**** Supplied data

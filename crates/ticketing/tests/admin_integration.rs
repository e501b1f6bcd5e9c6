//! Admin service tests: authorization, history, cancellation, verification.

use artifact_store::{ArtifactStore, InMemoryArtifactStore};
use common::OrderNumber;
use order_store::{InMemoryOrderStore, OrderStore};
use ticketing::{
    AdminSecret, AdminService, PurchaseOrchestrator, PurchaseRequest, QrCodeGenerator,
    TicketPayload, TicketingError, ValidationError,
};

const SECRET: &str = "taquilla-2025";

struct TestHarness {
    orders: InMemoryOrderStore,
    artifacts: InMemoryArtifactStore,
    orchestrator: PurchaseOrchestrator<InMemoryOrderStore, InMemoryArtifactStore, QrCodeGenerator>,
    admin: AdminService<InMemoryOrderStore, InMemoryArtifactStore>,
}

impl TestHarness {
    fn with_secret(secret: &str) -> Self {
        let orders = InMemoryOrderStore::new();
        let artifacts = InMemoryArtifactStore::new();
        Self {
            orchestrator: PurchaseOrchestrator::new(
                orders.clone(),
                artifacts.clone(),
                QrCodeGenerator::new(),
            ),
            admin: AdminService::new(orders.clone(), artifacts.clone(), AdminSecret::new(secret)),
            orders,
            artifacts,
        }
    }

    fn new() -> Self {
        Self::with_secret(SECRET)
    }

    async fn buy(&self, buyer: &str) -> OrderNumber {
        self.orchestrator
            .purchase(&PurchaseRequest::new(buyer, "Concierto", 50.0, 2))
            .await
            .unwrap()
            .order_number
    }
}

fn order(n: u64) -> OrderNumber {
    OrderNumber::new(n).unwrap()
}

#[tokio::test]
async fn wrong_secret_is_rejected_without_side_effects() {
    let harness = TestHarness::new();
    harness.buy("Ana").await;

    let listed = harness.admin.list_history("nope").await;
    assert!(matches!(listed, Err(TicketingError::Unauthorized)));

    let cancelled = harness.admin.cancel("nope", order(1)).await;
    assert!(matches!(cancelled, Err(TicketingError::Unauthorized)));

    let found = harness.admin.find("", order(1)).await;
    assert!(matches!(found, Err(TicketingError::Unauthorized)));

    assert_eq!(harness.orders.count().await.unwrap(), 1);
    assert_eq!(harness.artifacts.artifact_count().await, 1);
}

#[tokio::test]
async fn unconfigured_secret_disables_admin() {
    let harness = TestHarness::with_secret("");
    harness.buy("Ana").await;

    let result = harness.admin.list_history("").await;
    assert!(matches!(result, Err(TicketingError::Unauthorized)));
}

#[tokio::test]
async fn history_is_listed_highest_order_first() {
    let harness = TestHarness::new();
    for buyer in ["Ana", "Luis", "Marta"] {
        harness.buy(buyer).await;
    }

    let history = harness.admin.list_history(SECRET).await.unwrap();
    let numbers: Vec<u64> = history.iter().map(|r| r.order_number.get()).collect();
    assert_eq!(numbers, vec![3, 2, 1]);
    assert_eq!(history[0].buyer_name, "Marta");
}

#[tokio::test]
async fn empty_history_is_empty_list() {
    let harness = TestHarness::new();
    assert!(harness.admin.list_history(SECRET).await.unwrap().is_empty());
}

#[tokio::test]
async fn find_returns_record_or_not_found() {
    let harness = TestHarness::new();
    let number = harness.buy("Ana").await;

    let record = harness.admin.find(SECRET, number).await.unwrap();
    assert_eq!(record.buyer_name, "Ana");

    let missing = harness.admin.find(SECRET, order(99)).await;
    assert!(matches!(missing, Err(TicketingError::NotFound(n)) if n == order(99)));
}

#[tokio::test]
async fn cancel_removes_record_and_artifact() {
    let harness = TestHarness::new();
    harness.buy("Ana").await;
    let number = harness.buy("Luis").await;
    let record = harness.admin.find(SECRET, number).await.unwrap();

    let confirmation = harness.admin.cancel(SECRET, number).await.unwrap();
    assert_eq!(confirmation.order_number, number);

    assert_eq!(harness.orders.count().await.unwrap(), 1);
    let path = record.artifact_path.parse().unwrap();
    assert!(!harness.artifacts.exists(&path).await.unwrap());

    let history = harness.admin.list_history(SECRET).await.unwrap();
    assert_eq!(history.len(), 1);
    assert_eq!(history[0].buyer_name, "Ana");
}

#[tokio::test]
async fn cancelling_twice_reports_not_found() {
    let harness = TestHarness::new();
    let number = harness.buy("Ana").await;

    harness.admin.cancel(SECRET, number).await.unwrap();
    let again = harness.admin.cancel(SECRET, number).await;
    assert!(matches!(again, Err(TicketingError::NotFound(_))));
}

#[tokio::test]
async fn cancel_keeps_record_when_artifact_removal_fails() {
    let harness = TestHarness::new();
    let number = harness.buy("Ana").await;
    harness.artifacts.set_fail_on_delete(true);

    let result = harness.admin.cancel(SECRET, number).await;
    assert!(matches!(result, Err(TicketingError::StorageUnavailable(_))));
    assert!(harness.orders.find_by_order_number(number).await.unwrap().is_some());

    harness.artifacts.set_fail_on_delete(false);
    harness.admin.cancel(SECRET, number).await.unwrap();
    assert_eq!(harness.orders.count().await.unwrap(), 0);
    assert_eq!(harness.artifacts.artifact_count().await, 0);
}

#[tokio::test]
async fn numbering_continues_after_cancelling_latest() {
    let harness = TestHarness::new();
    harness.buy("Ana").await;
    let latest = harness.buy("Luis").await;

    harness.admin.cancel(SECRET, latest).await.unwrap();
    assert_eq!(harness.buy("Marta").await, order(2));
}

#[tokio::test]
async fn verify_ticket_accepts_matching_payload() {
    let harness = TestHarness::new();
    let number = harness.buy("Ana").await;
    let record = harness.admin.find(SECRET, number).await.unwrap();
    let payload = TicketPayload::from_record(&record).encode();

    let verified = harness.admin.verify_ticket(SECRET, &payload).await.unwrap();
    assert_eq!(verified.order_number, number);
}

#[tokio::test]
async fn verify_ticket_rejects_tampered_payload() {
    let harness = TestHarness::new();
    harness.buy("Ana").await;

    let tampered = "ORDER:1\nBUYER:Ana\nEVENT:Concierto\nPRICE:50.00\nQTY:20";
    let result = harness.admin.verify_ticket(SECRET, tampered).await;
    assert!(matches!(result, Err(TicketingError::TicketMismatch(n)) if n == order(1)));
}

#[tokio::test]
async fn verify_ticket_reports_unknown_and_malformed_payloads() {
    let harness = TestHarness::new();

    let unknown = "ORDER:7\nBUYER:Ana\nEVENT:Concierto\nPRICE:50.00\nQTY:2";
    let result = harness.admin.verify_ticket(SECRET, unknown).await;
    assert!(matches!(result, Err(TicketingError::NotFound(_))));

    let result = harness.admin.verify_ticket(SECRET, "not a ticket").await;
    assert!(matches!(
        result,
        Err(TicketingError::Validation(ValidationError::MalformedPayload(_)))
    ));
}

********
**** Supplied data

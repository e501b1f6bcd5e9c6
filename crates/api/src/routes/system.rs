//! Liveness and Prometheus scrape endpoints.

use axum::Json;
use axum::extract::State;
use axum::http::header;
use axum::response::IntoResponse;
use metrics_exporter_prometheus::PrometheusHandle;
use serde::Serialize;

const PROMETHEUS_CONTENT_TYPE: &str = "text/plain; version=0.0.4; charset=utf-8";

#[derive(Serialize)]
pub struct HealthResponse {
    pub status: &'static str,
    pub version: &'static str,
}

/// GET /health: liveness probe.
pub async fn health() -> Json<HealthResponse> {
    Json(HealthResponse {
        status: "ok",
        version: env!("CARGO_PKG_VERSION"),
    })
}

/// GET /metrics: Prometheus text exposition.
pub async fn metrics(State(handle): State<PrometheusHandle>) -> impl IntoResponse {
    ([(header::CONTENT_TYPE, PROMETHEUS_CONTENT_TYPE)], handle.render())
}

********

Task item = Say how many lines of the data above have the string "confirmation" in them, and write nothing besides that number.

Result for this task = 2